### Work item
Reproduce the full set of records verbatim.

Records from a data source
··········

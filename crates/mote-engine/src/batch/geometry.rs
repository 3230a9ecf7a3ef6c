//! Quad-to-vertex conversion for the batch layout.
//!
//! Vertex record: `[x, y, z, u, v]` with `z = 0`.
//!
//! Corner order per quad (anchor `p`, size `s`):
//!
//! | corner | position          | uv       |
//! |--------|-------------------|----------|
//! | 0      | `(px, py)`        | `(0, 0)` |
//! | 1      | `(px, py+sy)`     | `(0, 1)` |
//! | 2      | `(px+sx, py)`     | `(1, 0)` |
//! | 3      | `(px+sx, py+sy)`  | `(1, 1)` |
//!
//! Triangles: `{0, 1, 3}` and `{0, 2, 3}`, offset by the quad's base vertex.

use super::Quad;

pub const FLOATS_PER_VERTEX: usize = 5;
pub const VERTICES_PER_QUAD: usize = 4;
pub const FLOATS_PER_QUAD: usize = FLOATS_PER_VERTEX * VERTICES_PER_QUAD;
pub const INDICES_PER_QUAD: usize = 6;

const CORNER_UVS: [[f32; 2]; VERTICES_PER_QUAD] = [[0.0, 0.0], [0.0, 1.0], [1.0, 0.0], [1.0, 1.0]];

const QUAD_INDEX_PATTERN: [u32; INDICES_PER_QUAD] = [0, 1, 3, 0, 2, 3];

/// Writes one quad into the given tail slots.
///
/// `vertices` must be exactly [`FLOATS_PER_QUAD`] long and `indices` exactly
/// [`INDICES_PER_QUAD`]; capacity checks belong to the caller.
pub fn emit_quad(quad: Quad, base_vertex: u32, vertices: &mut [f32], indices: &mut [u32]) {
    debug_assert_eq!(vertices.len(), FLOATS_PER_QUAD);
    debug_assert_eq!(indices.len(), INDICES_PER_QUAD);

    let Quad { size, position: p } = quad;
    let corners = [
        [p.x, p.y],
        [p.x, p.y + size.y],
        [p.x + size.x, p.y],
        [p.x + size.x, p.y + size.y],
    ];

    for ((dst, corner), uv) in vertices
        .chunks_exact_mut(FLOATS_PER_VERTEX)
        .zip(corners)
        .zip(CORNER_UVS)
    {
        dst.copy_from_slice(&[corner[0], corner[1], 0.0, uv[0], uv[1]]);
    }

    for (dst, offset) in indices.iter_mut().zip(QUAD_INDEX_PATTERN) {
        *dst = base_vertex + offset;
    }
}

#[cfg(test)]
mod tests {
    use super::*;
    use crate::coords::Vec2;

    fn emit(quad: Quad, base: u32) -> ([f32; FLOATS_PER_QUAD], [u32; INDICES_PER_QUAD]) {
        let mut v = [f32::NAN; FLOATS_PER_QUAD];
        let mut i = [u32::MAX; INDICES_PER_QUAD];
        emit_quad(quad, base, &mut v, &mut i);
        (v, i)
    }

    #[test]
    fn corners_follow_winding_order() {
        let (v, _) = emit(Quad::new(Vec2::new(2.0, 3.0), Vec2::new(1.0, 1.0)), 0);
        assert_eq!(
            v,
            [
                1.0, 1.0, 0.0, 0.0, 0.0, //
                1.0, 4.0, 0.0, 0.0, 1.0, //
                3.0, 1.0, 0.0, 1.0, 0.0, //
                3.0, 4.0, 0.0, 1.0, 1.0,
            ]
        );
    }

    #[test]
    fn z_is_always_zero() {
        let (v, _) = emit(Quad::new(Vec2::new(-5.0, 7.5), Vec2::new(100.0, -3.0)), 0);
        for vertex in v.chunks_exact(FLOATS_PER_VERTEX) {
            assert_eq!(vertex[2], 0.0);
        }
    }

    #[test]
    fn indices_offset_by_base_vertex() {
        let (_, i) = emit(Quad::default(), 0);
        assert_eq!(i, [0, 1, 3, 0, 2, 3]);

        let (_, i) = emit(Quad::default(), 8);
        assert_eq!(i, [8, 9, 11, 8, 10, 11]);
    }

    #[test]
    fn zero_size_quad_collapses_to_anchor() {
        let (v, _) = emit(Quad::new(Vec2::zero(), Vec2::new(4.0, 5.0)), 0);
        for vertex in v.chunks_exact(FLOATS_PER_VERTEX) {
            assert_eq!(&vertex[..2], &[4.0, 5.0]);
        }
    }
}
use crate::batch::Quad;
use crate::coords::Vec2;

use super::Shape;

/// Circle drawn as a quad sampling a circular mask texture.
///
/// Backing quad:
/// - `size = (radius, radius)`
/// - `position = center - (radius / 2, radius / 2)`
///
/// The footprint side equals the radius, so the mask renders with diameter
/// `radius`, centered on `center`. Every setter recomputes the quad immediately.
#[derive(Debug, Copy, Clone, PartialEq)]
pub struct Circle {
    radius: f32,
    center: Vec2,
    quad: Quad,
}

impl Circle {
    pub fn new(radius: f32, center: Vec2) -> Self {
        Self {
            radius,
            center,
            quad: backing_quad(radius, center),
        }
    }

    #[inline]
    pub fn radius(&self) -> f32 {
        self.radius
    }

    #[inline]
    pub fn pos(&self) -> Vec2 {
        self.center
    }

    /// Changes the radius, keeping the center fixed.
    pub fn set_radius(&mut self, radius: f32) {
        self.radius = radius;
        self.quad = backing_quad(self.radius, self.center);
    }

    pub fn set_pos(&mut self, center: Vec2) {
        self.center = center;
        self.quad = backing_quad(self.radius, self.center);
    }
}

impl Shape for Circle {
    #[inline]
    fn quad(&self) -> Quad {
        self.quad
    }
}

fn backing_quad(radius: f32, center: Vec2) -> Quad {
    Quad::new(Vec2::splat(radius), center - Vec2::splat(radius * 0.5))
}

··········

### Result
filename crates/mote-engine/src/batch/geometry.rs
repository 3230a9ecf7a3ef6c
//! Quad-to-vertex conversion for the batch layout.
//!
//! Vertex record: `[x, y, z, u, v]` with `z = 0`.
//!
//! Corner order per quad (anchor `p`, size `s`):
//!
//! | corner | position          | uv       |
//! |--------|-------------------|----------|
//! | 0      | `(px, py)`        | `(0, 0)` |
//! | 1      | `(px, py+sy)`     | `(0, 1)` |
//! | 2      | `(px+sx, py)`     | `(1, 0)` |
//! | 3      | `(px+sx, py+sy)`  | `(1, 1)` |
//!
//! Triangles: `{0, 1, 3}` and `{0, 2, 3}`, offset by the quad's base vertex.

use super::Quad;

pub const FLOATS_PER_VERTEX: usize = 5;
pub const VERTICES_PER_QUAD: usize = 4;
pub const FLOATS_PER_QUAD: usize = FLOATS_PER_VERTEX * VERTICES_PER_QUAD;
pub const INDICES_PER_QUAD: usize = 6;

const CORNER_UVS: [[f32; 2]; VERTICES_PER_QUAD] = [[0.0, 0.0], [0.0, 1.0], [1.0, 0.0], [1.0, 1.0]];

const QUAD_INDEX_PATTERN: [u32; INDICES_PER_QUAD] = [0, 1, 3, 0, 2, 3];

/// Writes one quad into the given tail slots.
///
/// `vertices` must be exactly [`FLOATS_PER_QUAD`] long and `indices` exactly
/// [`INDICES_PER_QUAD`]; capacity checks belong to the caller.
pub fn emit_quad(quad: Quad, base_vertex: u32, vertices: &mut [f32], indices: &mut [u32]) {
    debug_assert_eq!(vertices.len(), FLOATS_PER_QUAD);
    debug_assert_eq!(indices.len(), INDICES_PER_QUAD);

    let Quad { size, position: p } = quad;
    let corners = [
        [p.x, p.y],
        [p.x, p.y + size.y],
        [p.x + size.x, p.y],
        [p.x + size.x, p.y + size.y],
    ];

    for ((dst, corner), uv) in vertices
        .chunks_exact_mut(FLOATS_PER_VERTEX)
        .zip(corners)
        .zip(CORNER_UVS)
    {
        dst.copy_from_slice(&[corner[0], corner[1], 0.0, uv[0], uv[1]]);
    }

    for (dst, offset) in indices.iter_mut().zip(QUAD_INDEX_PATTERN) {
        *dst = base_vertex + offset;
    }
}

#[cfg(test)]
mod tests {
    use super::*;
    use crate::coords::Vec2;

    fn emit(quad: Quad, base: u32) -> ([f32; FLOATS_PER_QUAD], [u32; INDICES_PER_QUAD]) {
        let mut v = [f32::NAN; FLOATS_PER_QUAD];
        let mut i = [u32::MAX; INDICES_PER_QUAD];
        emit_quad(quad, base, &mut v, &mut i);
        (v, i)
    }

    #[test]
    fn corners_follow_winding_order() {
        let (v, _) = emit(Quad::new(Vec2::new(2.0, 3.0), Vec2::new(1.0, 1.0)), 0);
        assert_eq!(
            v,
            [
                1.0, 1.0, 0.0, 0.0, 0.0, //
                1.0, 4.0, 0.0, 0.0, 1.0, //
                3.0, 1.0, 0.0, 1.0, 0.0, //
                3.0, 4.0, 0.0, 1.0, 1.0,
            ]
        );
    }

    #[test]
    fn z_is_always_zero() {
        let (v, _) = emit(Quad::new(Vec2::new(-5.0, 7.5), Vec2::new(100.0, -3.0)), 0);
        for vertex in v.chunks_exact(FLOATS_PER_VERTEX) {
            assert_eq!(vertex[2], 0.0);
        }
    }

    #[test]
    fn indices_offset_by_base_vertex() {
        let (_, i) = emit(Quad::default(), 0);
        assert_eq!(i, [0, 1, 3, 0, 2, 3]);

        let (_, i) = emit(Quad::default(), 8);
        assert_eq!(i, [8, 9, 11, 8, 10, 11]);
    }

    #[test]
    fn zero_size_quad_collapses_to_anchor() {
        let (v, _) = emit(Quad::new(Vec2::zero(), Vec2::new(4.0, 5.0)), 0);
        for vertex in v.chunks_exact(FLOATS_PER_VERTEX) {
            assert_eq!(&vertex[..2], &[4.0, 5.0]);
        }
    }
}
use crate::batch::Quad;
use crate::coords::Vec2;

use super::Shape;

/// Circle drawn as a quad sampling a circular mask texture.
///
/// Backing quad:
/// - `size = (radius, radius)`
/// - `position = center - (radius / 2, radius / 2)`
///
/// The footprint side equals the radius, so the mask renders with diameter
/// `radius`, centered on `center`. Every setter recomputes the quad immediately.
#[derive(Debug, Copy, Clone, PartialEq)]
pub struct Circle {
    radius: f32,
    center: Vec2,
    quad: Quad,
}

impl Circle {
    pub fn new(radius: f32, center: Vec2) -> Self {
        Self {
            radius,
            center,
            quad: backing_quad(radius, center),
        }
    }

    #[inline]
    pub fn radius(&self) -> f32 {
        self.radius
    }

    #[inline]
    pub fn pos(&self) -> Vec2 {
        self.center
    }

    /// Changes the radius, keeping the center fixed.
    pub fn set_radius(&mut self, radius: f32) {
        self.radius = radius;
        self.quad = backing_quad(self.radius, self.center);
    }

    pub fn set_pos(&mut self, center: Vec2) {
        self.center = center;
        self.quad = backing_quad(self.radius, self.center);
    }
}

impl Shape for Circle {
    #[inline]
    fn quad(&self) -> Quad {
        self.quad
    }
}

fn backing_quad(radius: f32, center: Vec2) -> Quad {
    Quad::new(Vec2::splat(radius), center - Vec2::splat(radius * 0.5))
}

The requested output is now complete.